2. If eligible, see if you can get the required points, currently 60, to get the invite. I'm sure you might have researched on that. For eg. Bachelor degree you get 15 points. 

3. For IA, you have to get the skills assessed with vetassess. Check if you have got all the required docs for applying to vetassess. 
http://www.vetassess.com.au/migrate_to_australia/qa2_required_documents.cfm

Ref letter is part of your employment evidence to be obtained from your manager stating your job responsibilities. You can check the details required in the letter in vetassess application form in the above link. 

On collating the required docs, apply for vetassess assessment. You can do it online now. 
http://www.vetassess.com.au/migrate_to_australia/assess2_my_qualifications.cfm#Overview

4. You have to sit for IELTS if applicable. General is enough for IA. You can appear before or after skills assessment. Better to appear after vet submission since you can expedite the process. 
https://www.ielts.org/test_takers_information.aspx


5. Submit you EOI in skillselect on receiving assessment and IELTS results provided you get the minimum required points of 60 before submitting EOI. 
https://www.immi.gov.au/skills/skillselect/

6. On getting the invite to apply, you can submit your visa application. 

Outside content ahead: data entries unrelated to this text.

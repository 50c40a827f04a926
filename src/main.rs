//! Binary entrypoint: configuration, logging, metrics exporter, and the
//! graceful-drain shutdown sequence.
//!
//! On shutdown signal, stops accepting new connections and polls the
//! in-flight request gauge at a short interval until it drains to zero or a
//! bounded wait elapses, whichever comes first, then exits. Tracing is set
//! up from `tracing_subscriber::EnvFilter`, reading `RUST_LOG` and
//! defaulting to `info`.

use std::process::ExitCode;
use std::sync::Arc;
use std::time::Duration;

use guardrail_gateway::aggregation::AggregationStrategy;
use guardrail_gateway::circuit_breaker::CircuitBreakerRegistry;
use guardrail_gateway::client_pool::ClientPool;
use guardrail_gateway::config::Config;
use guardrail_gateway::orchestrator::Orchestrator;
use guardrail_gateway::server::{router, AppState};

const DRAIN_MAX_WAIT: Duration = Duration::from_secs(5);
const DRAIN_POLL_INTERVAL: Duration = Duration::from_millis(100);

#[tokio::main]
async fn main() -> ExitCode {
    tracing_subscriber::fmt()
        .with_env_filter(
            tracing_subscriber::EnvFilter::try_from_default_env()
                .unwrap_or_else(|_| tracing_subscriber::EnvFilter::new("info")),
        )
        .init();

    let config = match Config::from_env() {
        Ok(config) => config,
        Err(err) => {
            tracing::error!(error = %err, "failed to load configuration");
            return ExitCode::FAILURE;
        }
    };

    let metrics_handle = guardrail_gateway::metrics::install(
        config.backends.iter().map(|b| b.name.clone()),
    );

    let client_pool = ClientPool::new(&config.backends, config.max_idle_per_backend);
    let breakers = CircuitBreakerRegistry::with_backends(
        config.circuit_breaker,
        config.backends.iter().map(|b| b.name.as_str()),
    );
    let orchestrator = Arc::new(Orchestrator::new(
        config.backends.clone(),
        client_pool,
        breakers,
        config.retry,
        AggregationStrategy::AnyFlag,
    ));

    let state = AppState {
        orchestrator: Arc::clone(&orchestrator),
        metrics_handle: Arc::new(metrics_handle),
    };

    let app = router(state);
    let addr = format!("{}:{}", config.host, config.port);
    let listener = match tokio::net::TcpListener::bind(&addr).await {
        Ok(listener) => listener,
        Err(err) => {
            tracing::error!(error = %err, addr, "failed to bind listening socket");
            return ExitCode::FAILURE;
        }
    };

    tracing::info!(addr, "guardrail gateway listening");

    let server = axum::serve(listener, app).with_graceful_shutdown(shutdown_signal());
    if let Err(err) = server.await {
        tracing::error!(error = %err, "server exited with error");
        return ExitCode::FAILURE;
    }

    drain(&orchestrator).await;
    ExitCode::SUCCESS
}

/// Resolves when either SIGINT or SIGTERM is received.
async fn shutdown_signal() {
    let ctrl_c = async {
        tokio::signal::ctrl_c()
            .await
            .expect("failed to install SIGINT handler");
    };

    #[cfg(unix)]
    let terminate = async {
        tokio::signal::unix::signal(tokio::signal::unix::SignalKind::terminate())
            .expect("failed to install SIGTERM handler")
            .recv()
            .await;
    };

    #[cfg(not(unix))]
    let terminate = std::future::pending::<()>();

    tokio::select! {
        _ = ctrl_c => {}
        _ = terminate => {}
    }
    tracing::info!("shutdown signal received, draining in-flight requests");
}

/// Waits for in-flight validations to finish, up to [`DRAIN_MAX_WAIT`],
/// polling every [`DRAIN_POLL_INTERVAL`].
async fn drain(orchestrator: &Arc<Orchestrator>) {
    let deadline = tokio::time::Instant::now() + DRAIN_MAX_WAIT;
    loop {
        let in_flight = orchestrator.in_flight_count();
        if in_flight <= 0 {
            break;
        }
        if tokio::time::Instant::now() >= deadline {
            tracing::warn!(in_flight, "drain deadline exceeded, exiting with requests still in flight");
            break;
        }
        tokio::time::sleep(DRAIN_POLL_INTERVAL).await;
    }
}
//! Axum handlers for the gateway's external HTTP surface.

use axum::extract::{Path, State};
use axum::http::{HeaderMap, StatusCode};
use axum::response::{IntoResponse, Response};
use axum::Json;
use serde_json::json;

use crate::circuit_breaker::CircuitState;
use crate::schema::ValidateRequest;
use crate::server::AppState;

/// `POST /v1/validate`.
pub async fn validate(
    State(state): State<AppState>,
    headers: HeaderMap,
    Json(request): Json<ValidateRequest>,
) -> Response {
    let api_key = headers.get("X-API-Key").and_then(|v| v.to_str().ok());
    if api_key.map(str::is_empty).unwrap_or(true) {
        return (
            StatusCode::UNAUTHORIZED,
            Json(json!({"detail": "missing or empty X-API-Key header"})),
        )
            .into_response();
    }

    if let Err(message) = request.validate() {
        return (StatusCode::BAD_REQUEST, Json(json!({"detail": message}))).into_response();
    }

    let enabled_count = state.orchestrator.backend_names().count();
    let result = state
        .orchestrator
        .validate(request.text, None, request.request_id)
        .await;

    match result {
        Ok(verdict) => {
            if enabled_count > 0 && verdict.model_results.is_empty() {
                (
                    StatusCode::SERVICE_UNAVAILABLE,
                    Json(json!({
                        "detail": "all model services unavailable",
                        "request_id": verdict.request_id,
                        "failed_models": verdict.failed_models,
                    })),
                )
                    .into_response()
            } else {
                (StatusCode::OK, Json(verdict)).into_response()
            }
        }
        Err(err) => (
            StatusCode::INTERNAL_SERVER_ERROR,
            Json(json!({"detail": err.to_string()})),
        )
            .into_response(),
    }
}

/// `GET /v1/health`. Always healthy; this process being able to answer HTTP
/// at all is the only thing liveness asserts.
pub async fn health() -> Json<serde_json::Value> {
    Json(json!({"status": "healthy"}))
}

/// `GET /v1/ready`. Ready iff no breaker has been created yet, or at least
/// one configured backend's breaker currently admits requests.
pub async fn ready(State(state): State<AppState>) -> Response {
    let snapshots = state.orchestrator.breakers().snapshot_all();
    if snapshots.is_empty() {
        return (StatusCode::OK, Json(json!({"status": "ready", "backends": []}))).into_response();
    }
    let available: Vec<&str> = snapshots
        .iter()
        .filter(|s| s.state != CircuitState::Open)
        .map(|s| s.backend.as_str())
        .collect();
    if available.is_empty() {
        (
            StatusCode::SERVICE_UNAVAILABLE,
            Json(json!({"status": "not_ready", "backends": []})),
        )
            .into_response()
    } else {
        (
            StatusCode::OK,
            Json(json!({"status": "ready", "backends": available})),
        )
            .into_response()
    }
}

/// `GET /metrics`. Prometheus exposition text rendered from the process-wide
/// recorder installed in `main`.
pub async fn metrics(State(state): State<AppState>) -> Response {
    let body = state.metrics_handle.render();
    (
        StatusCode::OK,
        [("content-type", "text/plain; version=0.0.4")],
        body,
    )
        .into_response()
}

/// `GET /debug/circuit-breakers`.
pub async fn debug_circuit_breakers(State(state): State<AppState>) -> Json<serde_json::Value> {
    let snapshots = state.orchestrator.breakers().snapshot_all();
    Json(json!({ "breakers": snapshots }))
}

/// `POST /debug/circuit-breakers/{name}/close`.
pub async fn debug_force_close(
    State(state): State<AppState>,
    Path(name): Path<String>,
) -> Json<serde_json::Value> {
    state.orchestrator.breakers().with(&name, |b| b.force_close());
    crate::metrics::record_circuit_state(&name, CircuitState::Closed);
    Json(json!({"backend": name, "state": "closed"}))
}

/// `POST /debug/circuit-breakers/{name}/open`.
pub async fn debug_force_open(
    State(state): State<AppState>,
    Path(name): Path<String>,
) -> Json<serde_json::Value> {
    state.orchestrator.breakers().with(&name, |b| b.force_open());
    crate::metrics::record_circuit_state(&name, CircuitState::Open);
    Json(json!({"backend": name, "state": "open"}))
}

/// Root service identity probe, for humans poking at the gateway directly.
pub async fn index() -> Json<serde_json::Value> {
    Json(json!({
        "service": "guardrail-gateway",
        "version": env!("CARGO_PKG_VERSION"),
    }))
}
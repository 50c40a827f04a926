//! Property tests: empty input never flags, flag reasons match flagged
//! entries one-to-one, and a majority vote never flags on an exact tie.

use guardrail_gateway::aggregation::{aggregate, flag_reasons, AggregationStrategy};
use guardrail_gateway::schema::ModelResult;
use proptest::prelude::*;

fn strategy() -> impl Strategy<Value = AggregationStrategy> {
    prop_oneof![
        Just(AggregationStrategy::AnyFlag),
        Just(AggregationStrategy::AllFlag),
        Just(AggregationStrategy::Majority),
        Just(AggregationStrategy::Threshold),
    ]
}

fn model_results() -> impl Strategy<Value = Vec<(String, bool, f64)>> {
    proptest::collection::vec(
        (
            "[a-z]{3,8}",
            any::<bool>(),
            (0.0f64..=1.0f64),
        ),
        0..8,
    )
}

proptest! {
    #[test]
    fn empty_input_never_flags_under_any_strategy(strategy in strategy()) {
        prop_assert!(!aggregate(strategy, &[]));
    }

    #[test]
    fn flag_reasons_match_flagged_entries_one_to_one(entries in model_results()) {
        let results: Vec<ModelResult> = entries
            .iter()
            .map(|(_, flagged, score)| ModelResult {
                flagged: *flagged,
                score: *score,
                details: vec![],
                latency_ms: 1,
            })
            .collect();
        let refs: Vec<(&str, &ModelResult)> = entries
            .iter()
            .zip(results.iter())
            .map(|((name, _, _), result)| (name.as_str(), result))
            .collect();

        let reasons = flag_reasons(&refs);
        let expected_flagged_count = entries.iter().filter(|(_, flagged, _)| *flagged).count();
        prop_assert_eq!(reasons.len(), expected_flagged_count);
        for (name, flagged, _) in &entries {
            let reason = format!("{name}_flagged");
            prop_assert_eq!(reasons.contains(&reason), *flagged);
        }
    }

    #[test]
    fn majority_is_never_true_on_an_exact_tie(pairs in proptest::collection::vec(any::<bool>(), 0..6)) {
        // Build an even-length vector so true/false counts can tie exactly.
        let mut flags = pairs.clone();
        flags.extend(pairs.iter().map(|f| !f));
        let results: Vec<ModelResult> = flags
            .iter()
            .map(|f| ModelResult { flagged: *f, score: 0.0, details: vec![], latency_ms: 1 })
            .collect();
        let refs: Vec<(&str, &ModelResult)> = results.iter().map(|r| ("x", r)).collect();
        let flagged_count = flags.iter().filter(|f| **f).count();
        if flagged_count * 2 == flags.len() && !flags.is_empty() {
            prop_assert!(!aggregate(AggregationStrategy::Majority, &refs));
        }
    }
}
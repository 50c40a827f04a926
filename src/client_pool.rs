//! Per-backend HTTP client pool.
//!
//! One `reqwest::Client` per backend, built once at startup rather than
//! per-call, so connection pooling and TLS session resumption carry across
//! requests instead of being thrown away each time.

use std::collections::HashMap;
use std::time::Duration;

use crate::config::BackendDescriptor;

/// One `reqwest::Client` per backend, built once at startup so connection
/// pooling and TLS session resumption work across requests instead of
/// per-call.
pub struct ClientPool {
    clients: HashMap<String, reqwest::Client>,
    base_urls: HashMap<String, String>,
}

impl ClientPool {
    /// Builds a client for every descriptor. A malformed timeout value can't
    /// reach here — [`crate::config::Config::from_env`] already validated it
    /// — so this never fails.
    pub fn new(backends: &[BackendDescriptor], max_idle_per_backend: usize) -> Self {
        let mut clients = HashMap::with_capacity(backends.len());
        let mut base_urls = HashMap::with_capacity(backends.len());
        for backend in backends {
            let client = reqwest::Client::builder()
                .connect_timeout(backend.connect_timeout)
                .timeout(backend.request_timeout)
                .pool_max_idle_per_host(max_idle_per_backend)
                .pool_idle_timeout(Duration::from_secs(90))
                .build()
                .expect("static client configuration is always valid");
            clients.insert(backend.name.clone(), client);
            base_urls.insert(backend.name.clone(), backend.base_url.clone());
        }
        Self { clients, base_urls }
    }

    /// The client configured for `name`, if it is a known backend.
    pub fn client_for(&self, name: &str) -> Option<&reqwest::Client> {
        self.clients.get(name)
    }

    /// The configured base URL for `name`, if it is a known backend.
    pub fn base_url_for(&self, name: &str) -> Option<&str> {
        self.base_urls.get(name).map(String::as_str)
    }

    /// Names of every backend this pool has a client for.
    pub fn backend_names(&self) -> impl Iterator<Item = &str> {
        self.clients.keys().map(String::as_str)
    }
}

Hope this info is helpful for you.

Sent from my iPad using ExpatForum


----------



## sam1051 (Mar 6, 2014)

Just wanted to say Hi guys,

I have applied under Internal Auditor category too.

Wish every body good luck

Cheers


----------



## FAIS (May 8, 2014)

DreamingAU said:


> Dear ben roberto,
> 
> I want to apply for an assessment with Vetassess for Internal Auditor. As I have 3 years of experience working as an Internal Auditor. But I am very confused about the process, specially with the reference letter. Will you please guide me in this process?? I will be very grateful to you. Kindly reply or* PM* me please....I will be waiting for your reply....Thank you.



Ben has already mentioned all the important points in his post. I just want to add one small suggestion. When you prepare your statement of service, please do not mention any responsibility that may create independence issues for internal audit work.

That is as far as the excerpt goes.